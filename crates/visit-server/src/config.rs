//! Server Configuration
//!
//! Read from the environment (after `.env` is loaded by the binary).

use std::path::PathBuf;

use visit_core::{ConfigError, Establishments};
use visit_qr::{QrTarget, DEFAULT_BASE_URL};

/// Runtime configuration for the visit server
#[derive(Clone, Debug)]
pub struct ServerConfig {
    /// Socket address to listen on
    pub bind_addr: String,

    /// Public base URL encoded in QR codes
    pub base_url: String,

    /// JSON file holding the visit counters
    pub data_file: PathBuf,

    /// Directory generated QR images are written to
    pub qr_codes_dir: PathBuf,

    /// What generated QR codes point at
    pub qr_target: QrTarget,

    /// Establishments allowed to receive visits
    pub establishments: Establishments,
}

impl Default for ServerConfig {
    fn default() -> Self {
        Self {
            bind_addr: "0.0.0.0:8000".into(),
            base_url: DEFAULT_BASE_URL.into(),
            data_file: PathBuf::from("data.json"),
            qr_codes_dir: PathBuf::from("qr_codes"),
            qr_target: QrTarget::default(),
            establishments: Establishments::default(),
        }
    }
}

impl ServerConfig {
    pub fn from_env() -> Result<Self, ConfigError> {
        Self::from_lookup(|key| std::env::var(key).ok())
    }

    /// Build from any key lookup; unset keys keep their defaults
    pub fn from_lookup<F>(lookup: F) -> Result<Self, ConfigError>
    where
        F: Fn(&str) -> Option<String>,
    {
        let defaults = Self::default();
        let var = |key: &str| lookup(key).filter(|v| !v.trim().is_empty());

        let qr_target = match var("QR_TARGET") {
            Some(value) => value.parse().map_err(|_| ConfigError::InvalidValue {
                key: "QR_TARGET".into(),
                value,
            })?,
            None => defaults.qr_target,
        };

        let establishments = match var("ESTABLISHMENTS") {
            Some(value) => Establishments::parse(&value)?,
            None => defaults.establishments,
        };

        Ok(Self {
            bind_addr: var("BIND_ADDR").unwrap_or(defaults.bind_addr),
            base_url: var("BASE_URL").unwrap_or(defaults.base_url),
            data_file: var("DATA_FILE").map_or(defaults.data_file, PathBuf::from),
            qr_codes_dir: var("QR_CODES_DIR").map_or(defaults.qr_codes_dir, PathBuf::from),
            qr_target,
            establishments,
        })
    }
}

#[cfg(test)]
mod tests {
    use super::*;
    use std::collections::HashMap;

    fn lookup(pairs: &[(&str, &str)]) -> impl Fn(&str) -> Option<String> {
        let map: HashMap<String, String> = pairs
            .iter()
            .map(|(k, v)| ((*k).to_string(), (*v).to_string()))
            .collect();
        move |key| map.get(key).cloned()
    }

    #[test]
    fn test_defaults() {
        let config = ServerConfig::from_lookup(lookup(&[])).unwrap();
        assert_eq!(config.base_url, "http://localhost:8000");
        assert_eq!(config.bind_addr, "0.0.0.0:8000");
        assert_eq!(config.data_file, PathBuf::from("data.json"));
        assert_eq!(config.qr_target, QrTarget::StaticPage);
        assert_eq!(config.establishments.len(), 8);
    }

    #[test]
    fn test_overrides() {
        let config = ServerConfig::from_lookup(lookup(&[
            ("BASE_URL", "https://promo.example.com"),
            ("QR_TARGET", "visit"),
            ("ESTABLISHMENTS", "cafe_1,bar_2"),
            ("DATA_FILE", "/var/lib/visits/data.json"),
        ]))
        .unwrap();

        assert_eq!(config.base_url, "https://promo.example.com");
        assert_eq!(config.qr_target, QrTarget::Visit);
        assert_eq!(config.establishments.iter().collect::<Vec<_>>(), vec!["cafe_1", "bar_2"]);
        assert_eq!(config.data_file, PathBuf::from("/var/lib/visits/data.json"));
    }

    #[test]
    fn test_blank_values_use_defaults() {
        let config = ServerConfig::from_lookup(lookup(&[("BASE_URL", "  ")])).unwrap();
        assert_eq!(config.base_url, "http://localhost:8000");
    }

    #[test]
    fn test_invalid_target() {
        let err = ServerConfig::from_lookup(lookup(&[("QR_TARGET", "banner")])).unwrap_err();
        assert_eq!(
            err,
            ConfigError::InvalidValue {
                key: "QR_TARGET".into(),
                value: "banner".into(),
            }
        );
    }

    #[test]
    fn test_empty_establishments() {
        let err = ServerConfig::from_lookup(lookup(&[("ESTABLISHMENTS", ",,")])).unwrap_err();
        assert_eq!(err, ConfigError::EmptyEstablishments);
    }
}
::::
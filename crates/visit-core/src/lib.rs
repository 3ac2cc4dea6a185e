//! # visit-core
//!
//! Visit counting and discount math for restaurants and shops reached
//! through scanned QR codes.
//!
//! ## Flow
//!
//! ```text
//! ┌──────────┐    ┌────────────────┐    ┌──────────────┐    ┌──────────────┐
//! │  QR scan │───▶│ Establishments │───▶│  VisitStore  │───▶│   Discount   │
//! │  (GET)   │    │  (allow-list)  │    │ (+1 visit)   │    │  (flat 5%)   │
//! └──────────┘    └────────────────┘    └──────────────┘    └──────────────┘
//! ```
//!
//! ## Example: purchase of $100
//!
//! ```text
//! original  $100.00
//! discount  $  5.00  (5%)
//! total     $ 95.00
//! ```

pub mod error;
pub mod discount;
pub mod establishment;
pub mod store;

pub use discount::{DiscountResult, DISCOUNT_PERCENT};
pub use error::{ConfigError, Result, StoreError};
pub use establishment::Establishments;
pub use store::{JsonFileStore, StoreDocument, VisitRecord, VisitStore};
::::
• **Task to carry out**:
Begin at the line above that has "filename crates/visit-server/src/config.rs" and stop after the line that has "let var = |key: &str|", copying each line exactly and adding nothing else.

• **Exercise solution**:
filename crates/visit-server/src/config.rs
//! Server Configuration
//!
//! Read from the environment (after `.env` is loaded by the binary).

use std::path::PathBuf;

use visit_core::{ConfigError, Establishments};
use visit_qr::{QrTarget, DEFAULT_BASE_URL};

/// Runtime configuration for the visit server
#[derive(Clone, Debug)]
pub struct ServerConfig {
    /// Socket address to listen on
    pub bind_addr: String,

    /// Public base URL encoded in QR codes
    pub base_url: String,

    /// JSON file holding the visit counters
    pub data_file: PathBuf,

    /// Directory generated QR images are written to
    pub qr_codes_dir: PathBuf,

    /// What generated QR codes point at
    pub qr_target: QrTarget,

    /// Establishments allowed to receive visits
    pub establishments: Establishments,
}

impl Default for ServerConfig {
    fn default() -> Self {
        Self {
            bind_addr: "0.0.0.0:8000".into(),
            base_url: DEFAULT_BASE_URL.into(),
            data_file: PathBuf::from("data.json"),
            qr_codes_dir: PathBuf::from("qr_codes"),
            qr_target: QrTarget::default(),
            establishments: Establishments::default(),
        }
    }
}

impl ServerConfig {
    pub fn from_env() -> Result<Self, ConfigError> {
        Self::from_lookup(|key| std::env::var(key).ok())
    }

    /// Build from any key lookup; unset keys keep their defaults
    pub fn from_lookup<F>(lookup: F) -> Result<Self, ConfigError>
    where
        F: Fn(&str) -> Option<String>,
    {
        let defaults = Self::default();
        let var = |key: &str| lookup(key).filter(|v| !v.trim().is_empty());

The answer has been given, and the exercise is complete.